The Yarra Mission ended after only 3 years, ostensibly because of the lack of financial support from the government and conflicts between those leading the colonial project. There was also clear opposition from the Aboriginal community for the school, as it was seen as a threat to their own culture. However its aims had been achieved if one considers Governor of New South Wales Sir Richard Bourke’s desire expressed in 1836 to pacify the Indigenous people of the region in order for agricultural settlement to be advanced in ways consistent with the greater colonial project. While Langhorne blamed how “the ‘blacks of the Waworong tribe removed their children from school upon every frivolous pretext” as the reason for the mission not being attended, there were power struggles and acts of violence going on all around the Port Phillip area as settlers, police and pastoralists developed a stronger and stronger grip on the land.
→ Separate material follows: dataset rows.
//! Minimal CSS selector matching over a [`DomSnapshot`]
//!
//! Covers what the resolver emits: tag names, `#id`, `.class`, attribute
//! tests (`[a]`, `[a="v"]`, `[a=v]`) and the descendant combinator.
//! Anything else fails to parse and matches nothing.

use probe_core::{DomElement, DomSnapshot};

#[derive(Debug, Clone, PartialEq)]
enum Test {
    Tag(String),
    Id(String),
    Class(String),
    HasAttr(String),
    AttrEq(String, String),
}

#[derive(Debug, Clone, PartialEq)]
struct Compound(Vec<Test>);

/// Parsed selector: compounds joined by descendant combinators
#[derive(Debug, Clone, PartialEq)]
pub struct Selector {
    parts: Vec<Compound>,
}

impl Selector {
    pub fn parse(input: &str) -> Option<Self> {
        let mut parts = Vec::new();
        for chunk in split_descendants(input.trim())? {
            parts.push(parse_compound(&chunk)?);
        }
        (!parts.is_empty()).then_some(Self { parts })
    }

    /// Whether `elem` is matched (right-most compound binds to it)
    pub fn matches(&self, page: &DomSnapshot, elem: &DomElement) -> bool {
        let Some((last, rest)) = self.parts.split_last() else {
            return false;
        };
        if !compound_matches(last, elem) {
            return false;
        }
        // Greedy right-to-left walk up the ancestor chain
        let ancestors = page.ancestors(elem.index);
        let mut pos = 0;
        for compound in rest.iter().rev() {
            match ancestors[pos..]
                .iter()
                .position(|a| compound_matches(compound, a))
            {
                Some(offset) => pos += offset + 1,
                None => return false,
            }
        }
        true
    }
}

/// Every element `selector` matches, in document order
pub fn select_all<'a>(page: &'a DomSnapshot, selector: &str) -> Vec<&'a DomElement> {
    match Selector::parse(selector) {
        Some(sel) => page
            .elements
            .iter()
            .filter(|e| sel.matches(page, e))
            .collect(),
        None => Vec::new(),
    }
}

fn split_descendants(input: &str) -> Option<Vec<String>> {
    let mut chunks = Vec::new();
    let mut current = String::new();
    let mut quote: Option<char> = None;
    let mut depth = 0usize;
    for c in input.chars() {
        match (c, quote) {
            ('"' | '\'', None) => {
                quote = Some(c);
                current.push(c);
            }
            (c, Some(q)) if c == q => {
                quote = None;
                current.push(c);
            }
            ('[', None) => {
                depth += 1;
                current.push(c);
            }
            (']', None) => {
                depth = depth.checked_sub(1)?;
                current.push(c);
            }
            (c, None) if c.is_whitespace() && depth == 0 => {
                if !current.is_empty() {
                    chunks.push(std::mem::take(&mut current));
                }
            }
            ('>' | '+' | '~' | ',', None) if depth == 0 => return None,
            (c, _) => current.push(c),
        }
    }
    if quote.is_some() || depth != 0 {
        return None;
    }
    if !current.is_empty() {
        chunks.push(current);
    }
    Some(chunks)
}

fn is_ident_char(c: char) -> bool {
    c.is_ascii_alphanumeric() || c == '-' || c == '_'
}

fn take_ident(chars: &[char], mut i: usize) -> (String, usize) {
    let start = i;
    while i < chars.len() && is_ident_char(chars[i]) {
        i += 1;
    }
    (chars[start..i].iter().collect(), i)
}

fn parse_compound(chunk: &str) -> Option<Compound> {
    let chars: Vec<char> = chunk.chars().collect();
    let mut tests = Vec::new();
    let mut i = 0;

    if chars.first() == Some(&'*') {
        i = 1;
    } else if chars.first().is_some_and(|c| c.is_ascii_alphabetic()) {
        let (tag, next) = take_ident(&chars, 0);
        tests.push(Test::Tag(tag.to_lowercase()));
        i = next;
    }

    while i < chars.len() {
        match chars[i] {
            '#' => {
                let (id, next) = take_ident(&chars, i + 1);
                if id.is_empty() {
                    return None;
                }
                tests.push(Test::Id(id));
                i = next;
            }
            '.' => {
                let (class, next) = take_ident(&chars, i + 1);
                if class.is_empty() {
                    return None;
                }
                tests.push(Test::Class(class));
                i = next;
            }
            '[' => {
                let close = chars[i..].iter().position(|&c| c == ']')? + i;
                tests.push(parse_attribute(&chars[i + 1..close].iter().collect::<String>())?);
                i = close + 1;
            }
            _ => return None,
        }
    }
    Some(Compound(tests))
}

fn parse_attribute(body: &str) -> Option<Test> {
    match body.split_once('=') {
        None => {
            let name = body.trim();
            (!name.is_empty()).then(|| Test::HasAttr(name.to_string()))
        }
        Some((name, raw)) => {
            // Operators other than plain equality are unsupported
            if name.ends_with(|c: char| "*^$~|".contains(c)) {
                return None;
            }
            let raw = raw.trim();
            let value = if raw.len() >= 2
                && ((raw.starts_with('"') && raw.ends_with('"'))
                    || (raw.starts_with('\'') && raw.ends_with('\'')))
            {
                raw[1..raw.len() - 1].replace("\\\"", "\"").replace("\\\\", "\\")
            } else {
                raw.to_string()
            };
            Some(Test::AttrEq(name.trim().to_string(), value))
        }
    }
}

fn compound_matches(compound: &Compound, elem: &DomElement) -> bool {
    compound.0.iter().all(|test| match test {
        Test::Tag(tag) => elem.tag == *tag,
        Test::Id(id) => elem.attr("id") == Some(id.as_str()),
        Test::Class(class) => elem
            .attr("class")
            .is_some_and(|c| c.split_whitespace().any(|part| part == class)),
        Test::HasAttr(name) => attribute(elem, name).is_some(),
        Test::AttrEq(name, value) => attribute(elem, name).as_deref() == Some(value.as_str()),
    })
}

fn attribute(elem: &DomElement, name: &str) -> Option<String> {
    match name {
        "data-probe-index" => Some(elem.index.to_string()),
        // Inputs without a type attribute behave as text inputs
        "type" if elem.tag == "input" => Some(elem.declared_type()),
        _ => elem.attr(name).map(String::from),
    }
}

#[cfg(test)]
mod tests {
    use super::*;

    fn page() -> DomSnapshot {
        let mut form = DomElement::new(0, "form");
        form.id = Some("signup".to_string());
        let mut email = DomElement::new(1, "input");
        email.name = Some("email".to_string());
        email.input_type = Some("email".to_string());
        email.parent = Some(0);
        let mut select = DomElement::new(2, "select");
        select.name = Some("country".to_string());
        select.parent = Some(0);
        let mut option = DomElement::new(3, "option");
        option.value = Some("us".to_string());
        option.text = "United States".to_string();
        option.parent = Some(2);
        let mut button = DomElement::new(4, "button");
        button.attributes.insert("class".to_string(), "btn primary".to_string());
        button.parent = Some(0);
        DomSnapshot {
            elements: vec![form, email, select, option, button],
            ..DomSnapshot::default()
        }
    }

    fn indexes(page: &DomSnapshot, selector: &str) -> Vec<usize> {
        select_all(page, selector).iter().map(|e| e.index).collect()
    }

    #[test]
    fn test_simple_selectors() {
        let page = page();
        assert_eq!(indexes(&page, "#signup"), vec![0]);
        assert_eq!(indexes(&page, "input[name=\"email\"]"), vec![1]);
        assert_eq!(indexes(&page, "[name=email]"), vec![1]);
        assert_eq!(indexes(&page, "[data-probe-index=\"4\"]"), vec![4]);
        assert_eq!(indexes(&page, ".primary"), vec![4]);
        assert_eq!(indexes(&page, "button.btn.primary"), vec![4]);
    }

    #[test]
    fn test_descendant_combinator() {
        let page = page();
        assert_eq!(indexes(&page, "select[name=\"country\"] option[value=\"us\"]"), vec![3]);
        assert_eq!(indexes(&page, "form#signup option"), vec![3]);
        assert!(indexes(&page, "#missing option").is_empty());
    }

    #[test]
    fn test_unsupported_syntax_matches_nothing() {
        let page = page();
        assert!(Selector::parse("form > input").is_none());
        assert!(Selector::parse("[name*=\"mail\"]").is_none());
        assert!(indexes(&page, "input:checked").is_empty());
        assert!(Selector::parse("").is_none());
    }
}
From this disintegration of the Aboriginal society and culture under the weight of colonial occupation there emerged a complete state apparatus in a matter of 5 years.

The Yarra Mission 1836–1839

From 1836, as the new settlement on the Yarra known as Melbourne town began, there were many conflicts between the often illegal settlers and the Woi wurrung and Boon wurrung peoples. In response to the conflicts, Sir Richard Bourke, Governor of New South Wales, requested that William Lonsdale, Police Magistrate for the settlement, was to assist and support George Langhorne with establishing the first Government Aboriginal Mission at the present day Botanic Gardens, South Yarra (Cannon 1982: 153, 157–168; Presland 2001: 90–92). The Mission site was 362 hectares of land south of the Yarra River near a swamp and a hill where corroborees were known to have taken place (Presland 2001: 90–92). Colonel William Lonsdale had arrived in Port Phillip on 1st October 1836 aboard HMS Rattlesnake to take up his appointment as Police Magistrate at ‘Bearbrass on Yarro Yarro’, the early name of the settlement that would become the City of Melbourne. At that time, it consisted of 43 dwellings, 224 European inhabitants and pastures accommodating 40,000 sheep. Within five years the colony had grown in size to 5,000 people and land speculation was rife.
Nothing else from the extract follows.